● **Problem description**: From the entries below, copy out all lines holding "output".

Stored data entries
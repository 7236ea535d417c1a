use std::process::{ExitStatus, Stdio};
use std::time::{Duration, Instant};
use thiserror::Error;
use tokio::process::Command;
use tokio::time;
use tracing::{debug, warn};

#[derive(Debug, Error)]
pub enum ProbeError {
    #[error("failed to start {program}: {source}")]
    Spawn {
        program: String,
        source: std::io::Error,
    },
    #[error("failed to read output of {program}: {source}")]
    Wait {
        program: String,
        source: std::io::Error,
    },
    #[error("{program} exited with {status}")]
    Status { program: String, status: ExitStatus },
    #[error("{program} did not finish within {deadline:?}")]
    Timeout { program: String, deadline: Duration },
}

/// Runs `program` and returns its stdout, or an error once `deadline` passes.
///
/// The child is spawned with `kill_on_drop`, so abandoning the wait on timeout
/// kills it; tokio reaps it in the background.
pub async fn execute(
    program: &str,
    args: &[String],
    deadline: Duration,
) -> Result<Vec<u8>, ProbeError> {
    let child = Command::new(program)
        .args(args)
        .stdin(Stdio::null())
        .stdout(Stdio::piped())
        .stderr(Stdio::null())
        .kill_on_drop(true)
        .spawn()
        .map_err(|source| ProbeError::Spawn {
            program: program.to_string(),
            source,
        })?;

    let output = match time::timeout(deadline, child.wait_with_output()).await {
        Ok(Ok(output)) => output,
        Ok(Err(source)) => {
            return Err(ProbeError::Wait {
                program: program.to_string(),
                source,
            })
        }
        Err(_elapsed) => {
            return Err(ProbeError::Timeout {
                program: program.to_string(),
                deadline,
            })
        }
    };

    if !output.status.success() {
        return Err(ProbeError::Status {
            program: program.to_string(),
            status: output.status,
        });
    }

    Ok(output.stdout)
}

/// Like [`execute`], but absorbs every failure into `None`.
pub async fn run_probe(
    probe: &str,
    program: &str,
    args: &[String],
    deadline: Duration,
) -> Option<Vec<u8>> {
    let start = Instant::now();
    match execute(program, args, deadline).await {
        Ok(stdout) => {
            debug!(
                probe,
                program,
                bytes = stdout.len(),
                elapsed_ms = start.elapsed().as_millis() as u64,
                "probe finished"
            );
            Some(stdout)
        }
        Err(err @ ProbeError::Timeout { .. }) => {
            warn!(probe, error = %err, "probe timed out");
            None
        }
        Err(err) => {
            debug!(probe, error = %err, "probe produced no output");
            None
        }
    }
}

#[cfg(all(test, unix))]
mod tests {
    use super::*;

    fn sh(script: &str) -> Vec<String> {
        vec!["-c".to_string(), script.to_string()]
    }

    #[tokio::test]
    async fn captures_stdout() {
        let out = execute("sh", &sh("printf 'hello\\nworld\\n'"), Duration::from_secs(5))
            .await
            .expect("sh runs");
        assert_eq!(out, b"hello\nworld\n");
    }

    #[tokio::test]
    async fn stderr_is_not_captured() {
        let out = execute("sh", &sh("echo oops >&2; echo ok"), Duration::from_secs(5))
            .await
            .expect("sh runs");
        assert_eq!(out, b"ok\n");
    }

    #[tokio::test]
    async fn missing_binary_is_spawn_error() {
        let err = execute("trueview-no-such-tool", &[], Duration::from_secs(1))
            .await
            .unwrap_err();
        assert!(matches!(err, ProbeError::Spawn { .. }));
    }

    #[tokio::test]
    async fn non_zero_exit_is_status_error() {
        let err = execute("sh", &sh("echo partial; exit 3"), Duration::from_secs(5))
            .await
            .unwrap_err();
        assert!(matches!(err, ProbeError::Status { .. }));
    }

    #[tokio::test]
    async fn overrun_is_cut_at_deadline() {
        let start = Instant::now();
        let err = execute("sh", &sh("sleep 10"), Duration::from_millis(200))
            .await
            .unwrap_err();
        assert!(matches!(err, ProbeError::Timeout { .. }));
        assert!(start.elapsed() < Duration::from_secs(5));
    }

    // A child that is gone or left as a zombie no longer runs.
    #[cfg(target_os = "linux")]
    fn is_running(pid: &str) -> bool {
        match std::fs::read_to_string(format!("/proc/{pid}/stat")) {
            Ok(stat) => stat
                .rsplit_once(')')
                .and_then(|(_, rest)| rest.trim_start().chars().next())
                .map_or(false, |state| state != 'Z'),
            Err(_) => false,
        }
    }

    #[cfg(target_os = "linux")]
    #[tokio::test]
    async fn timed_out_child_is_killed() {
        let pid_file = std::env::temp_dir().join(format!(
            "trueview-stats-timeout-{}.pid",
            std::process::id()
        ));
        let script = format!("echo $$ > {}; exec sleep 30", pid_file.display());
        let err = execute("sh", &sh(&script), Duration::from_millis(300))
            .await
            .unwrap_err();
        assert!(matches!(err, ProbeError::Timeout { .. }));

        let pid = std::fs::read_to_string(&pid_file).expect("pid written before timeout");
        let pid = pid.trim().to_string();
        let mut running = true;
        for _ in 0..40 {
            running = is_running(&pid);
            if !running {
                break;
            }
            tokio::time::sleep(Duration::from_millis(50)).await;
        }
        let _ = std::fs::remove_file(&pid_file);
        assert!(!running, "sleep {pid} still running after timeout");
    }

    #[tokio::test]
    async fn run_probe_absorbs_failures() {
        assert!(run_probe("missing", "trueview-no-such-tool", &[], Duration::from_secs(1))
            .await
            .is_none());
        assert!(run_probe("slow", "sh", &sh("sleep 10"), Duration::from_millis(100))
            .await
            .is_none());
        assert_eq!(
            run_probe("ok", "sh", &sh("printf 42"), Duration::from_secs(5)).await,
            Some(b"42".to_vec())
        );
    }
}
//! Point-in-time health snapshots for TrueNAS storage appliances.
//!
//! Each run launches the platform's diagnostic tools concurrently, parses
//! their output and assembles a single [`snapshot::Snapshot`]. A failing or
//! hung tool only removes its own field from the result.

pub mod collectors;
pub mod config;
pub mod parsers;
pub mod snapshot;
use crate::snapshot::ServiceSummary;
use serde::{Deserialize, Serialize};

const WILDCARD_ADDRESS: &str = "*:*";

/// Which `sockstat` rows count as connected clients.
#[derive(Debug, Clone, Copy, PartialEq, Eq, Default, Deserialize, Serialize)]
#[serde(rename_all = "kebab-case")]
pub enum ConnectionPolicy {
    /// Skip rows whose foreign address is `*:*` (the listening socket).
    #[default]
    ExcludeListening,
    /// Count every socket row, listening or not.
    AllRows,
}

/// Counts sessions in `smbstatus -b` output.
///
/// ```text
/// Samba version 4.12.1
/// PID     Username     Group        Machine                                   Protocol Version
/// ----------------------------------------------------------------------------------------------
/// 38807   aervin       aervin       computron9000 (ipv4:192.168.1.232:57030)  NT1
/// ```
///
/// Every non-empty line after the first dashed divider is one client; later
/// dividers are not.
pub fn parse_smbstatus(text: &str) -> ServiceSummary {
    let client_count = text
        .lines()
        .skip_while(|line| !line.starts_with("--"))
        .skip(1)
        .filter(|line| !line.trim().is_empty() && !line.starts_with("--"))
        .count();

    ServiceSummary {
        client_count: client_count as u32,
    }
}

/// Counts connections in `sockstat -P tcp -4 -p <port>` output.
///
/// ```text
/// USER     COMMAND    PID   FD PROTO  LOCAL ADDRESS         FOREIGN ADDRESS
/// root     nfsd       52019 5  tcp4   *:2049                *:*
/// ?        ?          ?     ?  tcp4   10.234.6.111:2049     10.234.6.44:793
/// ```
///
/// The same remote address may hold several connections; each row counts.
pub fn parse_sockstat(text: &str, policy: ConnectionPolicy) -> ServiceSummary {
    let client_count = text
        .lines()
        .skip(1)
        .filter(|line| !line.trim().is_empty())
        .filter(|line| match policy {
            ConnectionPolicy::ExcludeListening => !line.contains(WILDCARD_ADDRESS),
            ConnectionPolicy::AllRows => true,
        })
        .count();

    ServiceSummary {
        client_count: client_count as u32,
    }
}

● **Result for this task**:
    #[error("failed to read output of {program}: {source}")]
    let output = match time::timeout(deadline, child.wait_with_output()).await {
        Ok(Ok(output)) => output,
    if !output.status.success() {
            status: output.status,
    Ok(output.stdout)
            debug!(probe, error = %err, "probe produced no output");
//! their output and assembles a single [`snapshot::Snapshot`]. A failing or
/// Counts sessions in `smbstatus -b` output.
/// Counts connections in `sockstat -P tcp -4 -p <port>` output.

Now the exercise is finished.